OMG! How do I do it all?
Feeling overwhelmed is common among HR practitioners.
We are involved in all aspects of the business and we need to be aware of what’s happening in every function. We are expected to be tactical yet strategic, to focus on the detail of the day-to-day while being proactive and looking at what’s ahead for our company and for the HR profession. How can you do it all? The short answer is … you don’t have to.
When we try to be everything to everyone, we may end up doing 100 things at 50%, instead of 10 impactful things at 100%. Here are a few suggestions on how to check off all of the tasks on your To Do list.
Unclog the Pipe
Picture this … a tube full of tennis balls, stuffed from one end to the other. The length of the tube represents your individual capacity or that of your HR team. What happens when we try to jam one more tennis ball into the tube? Invariably, the one at the end is going to be pushed out.
Communicate with the business, collectively reviewing priorities. Educate your client group about the time and resources that are needed to successfully achieve both the day-to-day priorities and HR projects. Be clear about the impact that adding more will have when there may not be capacity. Be prepared to negotiate what takes priority and clarify that something else may have to wait.
Establish Project Synergies
Often, there is a ‘’go-to’’ group of internal resources with subject matter expertise who are continually called upon to be the team’s representative on multiple projects, thus stretching these limited resources too thin. In many cases, there are projects with tight deadlines or conflicting objectives. Most of the time, these resources also have important, full-time responsibilities.
Encourage the creation of a Project Management Office (PMO) or ensure that there is someone within your company assigned as a Project Portfolio Lead. Establishing a centralized portal of ongoing and upcoming company projects & initiatives is critical so that resources can be allocated effectively. It promotes cross-functional synergies, improves communication, creates alignment, and prevents duplication of efforts.
We may think that because an initiative or task is ‘’people related’’ that it has to be done by HR staff. Respectfully challenge that notion. If there isn’t any confidential or sensitive information involved, consider who else outside of HR could be of help.
Carve out HR activities that could be supported by an administrator, can be transformed from manual to electronic, or turned into an employee self-service process. Perhaps the Receptionist could co-ordinate the booking of pre-screens with candidates or an Executive Assistant could oversee the Employee Service Award program. Such initiatives don’t have to belong solely to HR.
Evaluate the Relevance
As business demands change and the world continues to progress, there are emerging HR trends we must be aware of. Having these significant developments on our radar is important but taking immediate action on each and every one of them is not always necessary. For example, does the evolution of recruitment technology mean that a small business should feel compelled to invest in a complex ATS for low volume hiring?

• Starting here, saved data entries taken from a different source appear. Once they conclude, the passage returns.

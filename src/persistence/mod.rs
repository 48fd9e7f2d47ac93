//! CSV persistence module
//!
//! Appends finalized prices and reward epoch rollovers to CSV files for
//! audit and offline analysis.

use anyhow::{Context, Result};
use csv::WriterBuilder;
use serde::{Deserialize, Serialize};
use std::fs::{self, OpenOptions};
use std::path::{Path, PathBuf};

/// Finalized price row
#[derive(Debug, Clone, Serialize, Deserialize)]
pub struct FinalizedPriceRecord {
    pub timestamp: i64,
    pub asset: String,
    pub epoch_id: u64,
    pub price: u128,
    /// "median" or "carried_forward"
    pub kind: String,
    pub total_weight: u128,
    pub num_votes: usize,
}

/// Reward epoch rollover row
#[derive(Debug, Clone, Serialize, Deserialize)]
pub struct RewardEpochRecord {
    pub epoch_id: u64,
    pub start_timestamp: i64,
    pub start_tick: u64,
    pub snapshot_block: u64,
}

pub struct PersistenceManager {
    data_dir: PathBuf,
    price_writer: csv::Writer<std::fs::File>,
    reward_writer: csv::Writer<std::fs::File>,
}

impl PersistenceManager {
    pub fn new(data_dir: impl Into<PathBuf>) -> Result<Self> {
        let data_dir = data_dir.into();
        fs::create_dir_all(&data_dir).context("Failed to create data directory")?;

        let price_writer = Self::create_writer(&data_dir, "finalized_prices.csv")?;
        let reward_writer = Self::create_writer(&data_dir, "reward_epochs.csv")?;

        Ok(Self {
            data_dir,
            price_writer,
            reward_writer,
        })
    }

    fn create_writer(dir: &Path, filename: &str) -> Result<csv::Writer<std::fs::File>> {
        let path = dir.join(filename);
        let file_has_data =
            path.exists() && fs::metadata(&path).map(|m| m.len() > 0).unwrap_or(false);

        let file = OpenOptions::new()
            .create(true)
            .append(true)
            .open(&path)
            .context("Failed to open CSV file")?;

        Ok(WriterBuilder::new()
            .has_headers(!file_has_data)
            .from_writer(file))
    }

    pub fn data_dir(&self) -> &Path {
        &self.data_dir
    }

    /// Append a finalized price
    pub fn save_price(&mut self, record: &FinalizedPriceRecord) -> Result<()> {
        self.price_writer
            .serialize(record)
            .context("Failed to write price record")?;
        self.price_writer
            .flush()
            .context("Failed to flush price writer")?;
        Ok(())
    }

    /// Append a reward epoch rollover
    pub fn save_reward_epoch(&mut self, record: &RewardEpochRecord) -> Result<()> {
        self.reward_writer
            .serialize(record)
            .context("Failed to write reward epoch record")?;
        self.reward_writer
            .flush()
            .context("Failed to flush reward epoch writer")?;
        Ok(())
    }
}
use color_eyre::eyre::{eyre, Result};

use ls8::machine::Machine;
use ls8::memory::Memory;
use ls8::output::Stdout;
use log::LevelFilter;
use simple_logger::SimpleLogger;

const PROGRAMS: &[&str] = &["print8.ls8", "mult.ls8", "stack.ls8", "call.ls8", "sctest.ls8"];

fn main() -> Result<()> {
    color_eyre::install()?; // rust error handling
    SimpleLogger::new()
        .with_level(LevelFilter::Info)
        .init()
        .map_err(|err| eyre!("Failed to set up logging: {}", err))?; // logging

    for program in PROGRAMS {
        let path = format!("{}/demos/programs/{}", env!("CARGO_MANIFEST_DIR"), program);
        log::info!("Running {}", program);

        let mem = Memory::from_file(&path)?;
        mem.dump();
        Machine::with_memory(mem, Stdout).run()?;
    }

    Ok(())
}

Guide the business to determine what topics or advancements are applicable to your company. Collectively establish what is right for your business so you are being strategic and pragmatic about time and resources spent while being compliant and staying current. Establish a priorities roadmap so that you know when and how you will address the issue. You may be able to take small meaningful steps in achieving the goal over a longer period of time.